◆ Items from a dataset
[Start of section]
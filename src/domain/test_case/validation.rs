//! Test case validation

use thiserror::Error;

use super::TestCase;

/// Validation errors for test cases
#[derive(Debug, Clone, Error, PartialEq)]
pub enum TestCaseValidationError {
    #[error("Test case query is required")]
    QueryRequired,

    #[error("Test case '{0}' applies a filter but has no expected category")]
    ExpectedCategoryRequired(String),

    #[error("Test case '{0}' applies a filter but min_confidence is not greater than 0")]
    MinConfidenceRequired(String),

    #[error("Test case '{query}' has min_confidence {value} outside [0, 1]")]
    MinConfidenceOutOfRange { query: String, value: f64 },

    #[error("Test case '{0}' has an empty alternative category")]
    EmptyAlternative(String),

    #[error("Duplicate test case: query '{query}' with type '{query_type}'")]
    Duplicate { query: String, query_type: String },
}

/// Validate a single test case
pub fn validate_test_case(test_case: &TestCase) -> Result<(), TestCaseValidationError> {
    let query = test_case.query();

    if query.trim().is_empty() {
        return Err(TestCaseValidationError::QueryRequired);
    }

    let confidence = test_case.min_confidence();
    if !(0.0..=1.0).contains(&confidence) {
        return Err(TestCaseValidationError::MinConfidenceOutOfRange {
            query: query.to_string(),
            value: confidence,
        });
    }

    if test_case.should_apply_filter() {
        let has_category = test_case
            .expected_category()
            .map(|c| !c.trim().is_empty())
            .unwrap_or(false);

        if !has_category {
            return Err(TestCaseValidationError::ExpectedCategoryRequired(query.to_string()));
        }

        if confidence <= 0.0 {
            return Err(TestCaseValidationError::MinConfidenceRequired(query.to_string()));
        }
    }

    if test_case
        .alternative_categories()
        .iter()
        .any(|alt| alt.trim().is_empty())
    {
        return Err(TestCaseValidationError::EmptyAlternative(query.to_string()));
    }

    Ok(())
}
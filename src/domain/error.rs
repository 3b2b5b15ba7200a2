use thiserror::Error;

/// Core domain errors
#[derive(Debug, Error)]
pub enum DomainError {
    #[error("Validation error: {message}")]
    Validation { message: String },

    #[error("Configuration error: {message}")]
    Configuration { message: String },

    #[error("Adapter error: {adapter} - {message}")]
    Adapter { adapter: String, message: String },

    #[error("Report error: {message}")]
    Report { message: String },
}

impl DomainError {
    pub fn validation(message: impl Into<String>) -> Self {
        Self::Validation {
            message: message.into(),
        }
    }

    pub fn configuration(message: impl Into<String>) -> Self {
        Self::Configuration {
            message: message.into(),
        }
    }

    pub fn adapter(adapter: impl Into<String>, message: impl Into<String>) -> Self {
        Self::Adapter {
            adapter: adapter.into(),
            message: message.into(),
        }
    }

    pub fn report(message: impl Into<String>) -> Self {
        Self::Report {
            message: message.into(),
        }
    }

    /// Whether this error belongs to the configuration taxonomy (aborts a run
    /// before any adapter is invoked)
    pub fn is_configuration(&self) -> bool {
        matches!(self, Self::Configuration { .. } | Self::Validation { .. })
    }
}

#[cfg(test)]
mod tests {
    use super::*;

    #[test]
    fn test_configuration_error() {
        let error = DomainError::configuration("duplicate test case 'filters'");
        assert_eq!(
            error.to_string(),
            "Configuration error: duplicate test case 'filters'"
        );
        assert!(error.is_configuration());
    }

    #[test]
    fn test_adapter_error() {
        let error = DomainError::adapter("rag", "HTTP 503: unavailable");
        assert_eq!(error.to_string(), "Adapter error: rag - HTTP 503: unavailable");
        assert!(!error.is_configuration());
    }

    #[test]
    fn test_validation_error() {
        let error = DomainError::validation("Invalid input");
        assert_eq!(error.to_string(), "Validation error: Invalid input");
    }
}
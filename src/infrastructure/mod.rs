//! Infrastructure layer - Classifier adapters, datasets, reports and services

pub mod classifier;
pub mod logging;
pub mod observability;
pub mod report;
pub mod services;
pub mod test_case;
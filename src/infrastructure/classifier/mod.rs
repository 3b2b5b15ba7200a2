//! Classifier adapters - search service over HTTP and recorded replays

mod factory;
mod http_client;
mod replay;
mod search_api;

pub use factory::{ClassifierFactory, ClassifierPair};
pub use http_client::{HttpClient, HttpClientTrait};
pub use replay::{ReplayClassifier, ReplayFixtureSet};
pub use search_api::{SearchApiClassifier, DEFAULT_MAX_RESULTS, DEFAULT_SEARCH_PATH};
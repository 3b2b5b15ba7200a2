//! Test case sources - built-in dataset and dataset files

mod builtin;
mod loader;

pub use builtin::{builtin_registry, builtin_test_cases, BENCHMARK_MARKER};
pub use loader::{load_registry, load_test_cases, parse_json, parse_toml, TestCaseFileError};
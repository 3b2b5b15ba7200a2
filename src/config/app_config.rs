use serde::Deserialize;
use std::path::PathBuf;

/// Application configuration
#[derive(Debug, Clone, Default, Deserialize)]
#[serde(default)]
pub struct AppConfig {
    pub logging: LoggingConfig,
    pub adapters: AdaptersConfig,
    pub evaluation: EvaluationConfig,
    pub reports: ReportsConfig,
    pub metrics: MetricsConfig,
}

#[derive(Debug, Clone, Deserialize)]
#[serde(default)]
pub struct LoggingConfig {
    pub level: String,
    pub format: LogFormat,
}

#[derive(Debug, Clone, Deserialize, Default)]
#[serde(rename_all = "lowercase")]
pub enum LogFormat {
    #[default]
    Pretty,
    Json,
}

/// Where the two classifiers are reached
#[derive(Debug, Clone, Deserialize)]
#[serde(default)]
pub struct AdaptersConfig {
    pub old: EndpointConfig,
    pub rag: EndpointConfig,
    /// `max_results` sent with every search request
    pub max_results: u32,
    /// Serve both approaches from a recorded fixture instead of HTTP
    pub replay_file: Option<PathBuf>,
}

#[derive(Debug, Clone, Deserialize)]
#[serde(default)]
pub struct EndpointConfig {
    pub base_url: Option<String>,
    pub path: String,
    pub timeout_secs: u64,
}

#[derive(Debug, Clone, Deserialize)]
#[serde(default)]
pub struct EvaluationConfig {
    pub slow_threshold_ms: f64,
    /// Concurrent cases; 0 means one per available CPU
    pub workers: usize,
}

#[derive(Debug, Clone, Default, Deserialize)]
#[serde(default)]
pub struct ReportsConfig {
    pub html: Option<PathBuf>,
    pub json: Option<PathBuf>,
    pub junit_xml: Option<PathBuf>,
}

#[derive(Debug, Clone, Default, Deserialize)]
#[serde(default)]
pub struct MetricsConfig {
    /// Prometheus text file written at the end of a run
    pub file: Option<PathBuf>,
}

impl Default for LoggingConfig {
    fn default() -> Self {
        Self {
            level: "warn".to_string(),
            format: LogFormat::default(),
        }
    }
}

impl Default for AdaptersConfig {
    fn default() -> Self {
        Self {
            old: EndpointConfig::default(),
            rag: EndpointConfig::default(),
            max_results: 20,
            replay_file: None,
        }
    }
}

impl Default for EndpointConfig {
    fn default() -> Self {
        Self {
            base_url: None,
            path: "/api/search".to_string(),
            timeout_secs: 60,
        }
    }
}

impl Default for EvaluationConfig {
    fn default() -> Self {
        Self {
            slow_threshold_ms: 5000.0,
            workers: 1,
        }
    }
}

impl AppConfig {
    pub fn load() -> Result<Self, config::ConfigError> {
        let config = config::Config::builder()
            .add_source(config::File::with_name("config/default").required(false))
            .add_source(config::File::with_name("config/local").required(false))
            .add_source(
                config::Environment::with_prefix("APP")
                    .separator("__")
                    .try_parsing(true),
            )
            .build()?;

        config.try_deserialize()
    }

    /// Parse configuration from TOML text, without files or environment
    pub fn from_toml(content: &str) -> Result<Self, config::ConfigError> {
        config::Config::builder()
            .add_source(config::File::from_str(content, config::FileFormat::Toml))
            .build()?
            .try_deserialize()
    }
}
//! Category classification evaluation harness
//!
//! Compares two category classification strategies for search queries:
//! - OLD: confidence derived from the share of matching results
//! - RAG: LLM classification over retrieved context
//!
//! Each declarative test case is sent to both classifiers, the responses are
//! judged against the expected category, filter decision and confidence, and
//! the run is reported as console text, HTML, JSON or JUnit XML.

pub mod cli;
pub mod config;
pub mod domain;
pub mod infrastructure;

pub use config::AppConfig;

use domain::evaluation::Evaluator;
use domain::DomainError;
use infrastructure::classifier::ClassifierFactory;
use tracing::info;

/// Create the evaluator for a configuration
pub fn create_evaluator(config: &AppConfig) -> Result<Evaluator, DomainError> {
    let pair = ClassifierFactory::create(&config.adapters)?;

    match config.adapters.replay_file {
        Some(ref path) => info!(replay = %path.display(), "Using replayed classifications"),
        None => info!(
            old = config.adapters.old.base_url.as_deref().unwrap_or_default(),
            rag = config.adapters.rag.base_url.as_deref().unwrap_or_default(),
            "Using search service classifiers"
        ),
    }

    Ok(Evaluator::new(pair.old, pair.rag)?
        .with_slow_threshold_ms(config.evaluation.slow_threshold_ms))
}
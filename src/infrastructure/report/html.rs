//! Self-contained HTML report

use std::fmt::Write;

use super::escape;
use crate::domain::classifier::Approach;
use crate::domain::evaluation::{assertion_id, EvaluationRun, Outcome};

const STYLE: &str = "body{font-family:sans-serif;margin:2em;color:#222}\
table{border-collapse:collapse;margin-bottom:1.5em}\
th,td{border:1px solid #ccc;padding:4px 8px;text-align:left;vertical-align:top}\
th{background:#f0f0f0}\
.pass{color:#1a7f37}.fail{color:#cf222e}.skip{color:#9a6700}\
.slow{font-weight:bold;color:#8250df}";

fn outcome_class(outcome: Outcome) -> &'static str {
    match outcome {
        Outcome::Pass => "pass",
        Outcome::Fail => "fail",
        Outcome::SkipImprovement => "skip",
    }
}

/// Render a run as a single HTML document with inline styles
pub fn to_html(run: &EvaluationRun) -> String {
    let summary = &run.summary;
    let mut out = String::new();

    out.push_str("<!DOCTYPE html>\n<html lang=\"en\"><head><meta charset=\"utf-8\">");
    out.push_str("<title>Category classification evaluation</title>");
    let _ = write!(out, "<style>{}</style></head><body>", STYLE);
    out.push_str("<h1>Category classification evaluation</h1>");

    let _ = write!(
        out,
        "<p>Run <code>{}</code> started {} &middot; {:.2}s</p>",
        escape(run.run_id.as_str()),
        escape(&run.started_at.to_rfc3339()),
        run.duration_ms / 1000.0
    );
    if let Some(ref keyword) = run.selection.keyword {
        let _ = write!(out, "<p>Keyword selection: <code>{}</code></p>", escape(keyword));
    }
    if let Some(ref marker) = run.selection.marker {
        let _ = write!(out, "<p>Marker selection: <code>{}</code></p>", escape(marker));
    }

    out.push_str("<h2>Summary</h2><table>");
    let rows = [
        ("Test cases", summary.cases().to_string()),
        ("Assertions", summary.assertions().to_string()),
        ("Passed", summary.passed().to_string()),
        ("Failed", summary.failed().to_string()),
        ("Skipped (improvement)", summary.improved().to_string()),
        ("Slow RAG queries", summary.slow_queries().len().to_string()),
    ];
    for (label, value) in rows {
        let _ = write!(out, "<tr><th>{}</th><td>{}</td></tr>", label, value);
    }
    out.push_str("</table>");
    if run.stopped_early {
        out.push_str("<p class=\"fail\">Run stopped early after reaching the failure limit.</p>");
    }

    out.push_str("<h2>Approaches</h2><table><tr><th>Approach</th><th>Category accuracy</th>");
    out.push_str("<th>Filter decision accuracy</th><th>Confidence met</th>");
    out.push_str("<th>Avg time</th><th>p95 time</th></tr>");
    for approach in Approach::ALL {
        let metrics = summary.metrics(approach);
        if metrics.assertions == 0 {
            continue;
        }
        let _ = write!(
            out,
            "<tr><td>{}</td><td>{:.1}%</td><td>{:.1}%</td><td>{:.1}%</td><td>{:.0}ms</td><td>{:.0}ms</td></tr>",
            escape(approach.label()),
            metrics.category_accuracy * 100.0,
            metrics.filter_decision_accuracy * 100.0,
            metrics.confidence_met_rate * 100.0,
            metrics.latency.avg_ms,
            metrics.latency.p95_ms
        );
    }
    out.push_str("</table>");

    if let Some(comparison) = summary.comparison() {
        let _ = write!(
            out,
            "<p>RAG vs OLD: category accuracy {:+.1}%, filter decision accuracy {:+.1}%, time overhead {:+.0}ms</p>",
            comparison.accuracy_improvement,
            comparison.filter_decision_improvement,
            comparison.time_overhead_ms
        );
    }

    for (title, cases) in [
        ("Improvements", summary.improvements()),
        ("Regressions", summary.regressions()),
    ] {
        if cases.is_empty() {
            continue;
        }
        let _ = write!(out, "<h2>{}</h2><ul>", title);
        for case in cases {
            let _ = write!(out, "<li>{}</li>", escape(&case.id));
        }
        out.push_str("</ul>");
    }

    out.push_str("<h2>Results</h2><table><tr><th>Assertion</th><th>Outcome</th>");
    out.push_str("<th>Expected</th><th>Detected</th><th>Confidence</th><th>Filter</th>");
    out.push_str("<th>Time</th><th>Details</th></tr>");
    for evaluation in &run.evaluations {
        let case = &evaluation.test_case;
        for result in evaluation.assertions() {
            let mut details: Vec<String> = result.failures.iter().map(|f| escape(&f.to_string())).collect();
            if let Some(ref reasoning) = result.reasoning {
                details.push(format!("<em>{}</em>", escape(reasoning)));
            }

            let slow = if result.slow {
                " <span class=\"slow\">SLOW</span>"
            } else {
                ""
            };

            let _ = write!(
                out,
                "<tr><td>{}</td><td class=\"{}\">{}</td><td>{}</td><td>{}</td><td>{:.2}</td><td>{}</td><td>{:.0}ms{}</td><td>{}</td></tr>",
                escape(&assertion_id(case, result.approach)),
                outcome_class(result.outcome),
                result.outcome.label(),
                escape(case.expected_category().unwrap_or("None")),
                escape(result.detected_category.as_deref().unwrap_or("None")),
                result.confidence,
                result.filter_applied,
                result.duration_ms,
                slow,
                details.join("<br>")
            );
        }
    }
    out.push_str("</table></body></html>\n");

    out
}
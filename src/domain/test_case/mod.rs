//! Test case domain - Test case definitions, validation and selection

mod entity;
mod registry;
mod selection;
mod validation;

pub use entity::{QueryType, TestCase};
pub use registry::{SelectedCase, TestCaseQuery, TestCaseRegistry};
pub use selection::{Selection, SelectionError, SelectionExpr};
pub use validation::{validate_test_case, TestCaseValidationError};
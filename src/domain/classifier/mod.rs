//! Classifier domain - the adapter seam to the classification strategies

mod adapter;

pub use adapter::{Approach, Classification, ClassifierAdapter};

#[cfg(test)]
pub use adapter::MockClassifierAdapter;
[End of section]
◆ Task
Give only the count of lines in the data that include the string "super".

◆ Answer for this exercise
3